Dos frigoríficos às aldeias

Para Ernesto Galindo, pesquisador do Ipea (Instituto de Pesquisas Econômicas Aplicadas), os frigoríficos se tornaram principais vetores de disseminação da doença no Mato Grosso do Sul e no oeste do Paraná por provocarem o deslocamento de trabalhadores entre diferentes municípios e aldeias.

“Os epidemiologistas se preocupam com o contágio no contato de pessoa a pessoa; a gente, com o contágio de uma aldeia para outra”, diz ele, que estudou a proximidade entre Terras Indígenas e os frigoríficos no Centro Sul, além do deslocamento intermunicipal dos trabalhadores entre cidades. E a conclusão é a de que o núḿero de casos de covid-19 é maior quanto mais perto estiver dos abatedouros.

Além de Dourados, onde o contágio se espalhou rapidamente entre os funcionários da JBS, na cidade de Guia Lopes da Laguna, 90% dos casos de Covid-19 tiveram relação direta com o frigorífico Brasil Global, segundo informações da Secretaria Municipal de Saúde.
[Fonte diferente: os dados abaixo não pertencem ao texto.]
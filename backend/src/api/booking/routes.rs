use axum::routing::{get, post};
use axum::Router;

use super::handlers;
use crate::server::AppState;

pub fn routes() -> Router<AppState> {
    Router::new()
        .route("/appointments", post(handlers::book))
        .route("/appointments/options", get(handlers::options))
        .route("/appointments/history", get(handlers::history))
        .route("/appointments/:id/cancel", post(handlers::cancel))
        .route("/dashboard", get(handlers::dashboard))
}
//! Customer-facing appointment emails.
//!
//! Messages are composed from the appointment record and handed to the
//! configured [`MailAdapter`]. Delivery happens after the database work is
//! committed; a failed send never undoes a booking.

use chrono::{NaiveDate, NaiveTime};
use salon_adapters::{EmailMessage, MailAdapter};
use serde::Serialize;
use tracing::{error, info};

use crate::utils::{format_date, format_time};

#[derive(Debug, Clone, Copy, PartialEq, Eq, Serialize)]
#[serde(rename_all = "snake_case")]
pub enum NotificationKind {
    Confirmed,
    SlotAlreadyBooked,
    NoStaffForTime,
}

impl NotificationKind {
    pub fn subject(&self) -> &'static str {
        match self {
            NotificationKind::Confirmed => "Appointment Confirmed – Glamour Touch",
            NotificationKind::SlotAlreadyBooked | NotificationKind::NoStaffForTime => {
                "Appointment Not Available – Glamour Touch"
            }
        }
    }
}

/// A pending email about one appointment.
#[derive(Debug, Clone, PartialEq, Eq)]
pub struct AppointmentNotice {
    pub kind: NotificationKind,
    pub name: String,
    pub email: String,
    pub date: NaiveDate,
    pub time: NaiveTime,
}

impl AppointmentNotice {
    pub fn body(&self) -> String {
        let schedule = format!(
            "📅 Date: {}\n⏰ Time: {}",
            format_date(self.date),
            format_time(self.time)
        );
        match self.kind {
            NotificationKind::Confirmed => format!(
                "Dear {},\n\n\
                 Your appointment has been CONFIRMED successfully.\n\n\
                 {}\n\n\
                 Please arrive at the salon at least 30 minutes before your scheduled time.\n\n\
                 Thank you for choosing Glamour Touch.\n\
                 We look forward to serving you!",
                self.name, schedule
            ),
            NotificationKind::SlotAlreadyBooked => format!(
                "Dear {},\n\n\
                 The appointment slot you selected has already been booked.\n\n\
                 {}\n\n\
                 Please choose another available time slot.\n\n\
                 Thank you for your understanding.\n\
                 Glamour Touch",
                self.name, schedule
            ),
            NotificationKind::NoStaffForTime => format!(
                "Dear {},\n\n\
                 Unfortunately, we do not have staff availability for your selected time.\n\n\
                 {}\n\n\
                 Please book another appointment at a different time.\n\n\
                 Glamour Touch",
                self.name, schedule
            ),
        }
    }

    pub fn to_message(&self, from: &str) -> EmailMessage {
        EmailMessage::new(
            from,
            vec![self.email.clone()],
            self.kind.subject(),
            self.body(),
        )
    }
}

/// Sends the notice; returns whether it was delivered.
pub async fn deliver(mailer: &dyn MailAdapter, from: &str, notice: &AppointmentNotice) -> bool {
    let message = notice.to_message(from);
    match mailer.send(&message).await {
        Ok(()) => {
            info!(
                "Sent '{}' to {} via {}",
                message.subject,
                notice.email,
                mailer.name()
            );
            true
        }
        Err(err) => {
            error!("Failed to send '{}' to {}: {}", message.subject, notice.email, err);
            false
        }
    }
}

#[cfg(test)]
mod tests {
    use super::*;
    use salon_adapters::MemoryAdapter;

    fn notice(kind: NotificationKind) -> AppointmentNotice {
        AppointmentNotice {
            kind,
            name: "Jane Doe".into(),
            email: "jane@example.com".into(),
            date: NaiveDate::from_ymd_opt(2026, 5, 4).unwrap(),
            time: NaiveTime::from_hms_opt(10, 30, 0).unwrap(),
        }
    }

    #[test]
    fn test_bodies_carry_name_and_schedule() {
        for kind in [
            NotificationKind::Confirmed,
            NotificationKind::SlotAlreadyBooked,
            NotificationKind::NoStaffForTime,
        ] {
            let body = notice(kind).body();
            assert!(body.starts_with("Dear Jane Doe,"));
            assert!(body.contains("Date: 2026-05-04"));
            assert!(body.contains("Time: 10:30"));
        }
        assert!(notice(NotificationKind::SlotAlreadyBooked)
            .body()
            .contains("already been booked"));
        assert!(notice(NotificationKind::NoStaffForTime)
            .body()
            .contains("do not have staff availability"));
    }

    #[test]
    fn test_subjects() {
        assert_eq!(
            NotificationKind::Confirmed.subject(),
            "Appointment Confirmed – Glamour Touch"
        );
        assert_eq!(
            NotificationKind::NoStaffForTime.subject(),
            NotificationKind::SlotAlreadyBooked.subject()
        );
    }

    #[tokio::test]
    async fn test_deliver_reports_failure() {
        let ok = MemoryAdapter::new();
        assert!(deliver(&ok, "salon@example.com", &notice(NotificationKind::Confirmed)).await);
        let sent = ok.sent();
        assert_eq!(sent.len(), 1);
        assert_eq!(sent[0].to, vec!["jane@example.com".to_string()]);

        let failing = MemoryAdapter::failing();
        assert!(!deliver(&failing, "salon@example.com", &notice(NotificationKind::Confirmed)).await);
    }
}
No dia 8 de maio, a fábrica suspendeu suas atividades após cinco funcionários testarem positivo. Segundo o MPT, 109 empregados da Brasil Global tiveram diagnóstico positivo para a Covid-19. Já em Bonito (MS), o frigorífico Franca Comércio Alimentos também paralisou temporariamente o trabalho em sua fábrica após 30 casos de Covid-19.

Também no Rio Grande do Sul, diversos frigoríficos foram interditados por conta da rápida disseminação do vírus no ambiente de trabalho. Segundo dados da última terça (23) do MPT-RS, trabalhadores de abatedouros equivalem a 25% do total dos casos oficiais da covid-19 no Estado. Essa situação ocorre justamente devido à concentração e à proximidade dos trabalhadores dentro dos frigoríficos, conforme explica o procurador do MPT de Mato Grosso do Sul, Jeferson Pereira.

Enquanto os frigoríficos se revelam como um dos principais vetores de contágio no país, a produção desses abatedouros tem registrado aumento na produção. A agropecuária apresentou crescimento de 0,6% no primeiro trimestre de 2020 em comparação ao quarto trimestre de 2019, conforme últimos dados divulgados pelo Instituto Brasileiro de Geografia e Estatística (IBGE).

O setor  agropecuário foi o único da atividade econômica nacional a crescer no período analisado, principalmente por conta do desempenho da pecuária, das lavouras e do aumento de 17,5% na exportação, de acordo com dados publicados em março pelo Ministério da Agricultura.

O abate de aves e suínos atingiu valores recordes no primeiro trimestre de 2020, segundo o IBGE . O abatimento de frangos cresceu 5% nos primeiros três meses do ano e superou o maior volume da série histórica, iniciada em 1987. Já o número de cabeças de suínos foi 5,2% superior ao mesmo período no ano passado.

“Com essa produção, é impossível manter o distanciamento social”, analisa o presidente da CNTA, Artur Bueno de Camargo.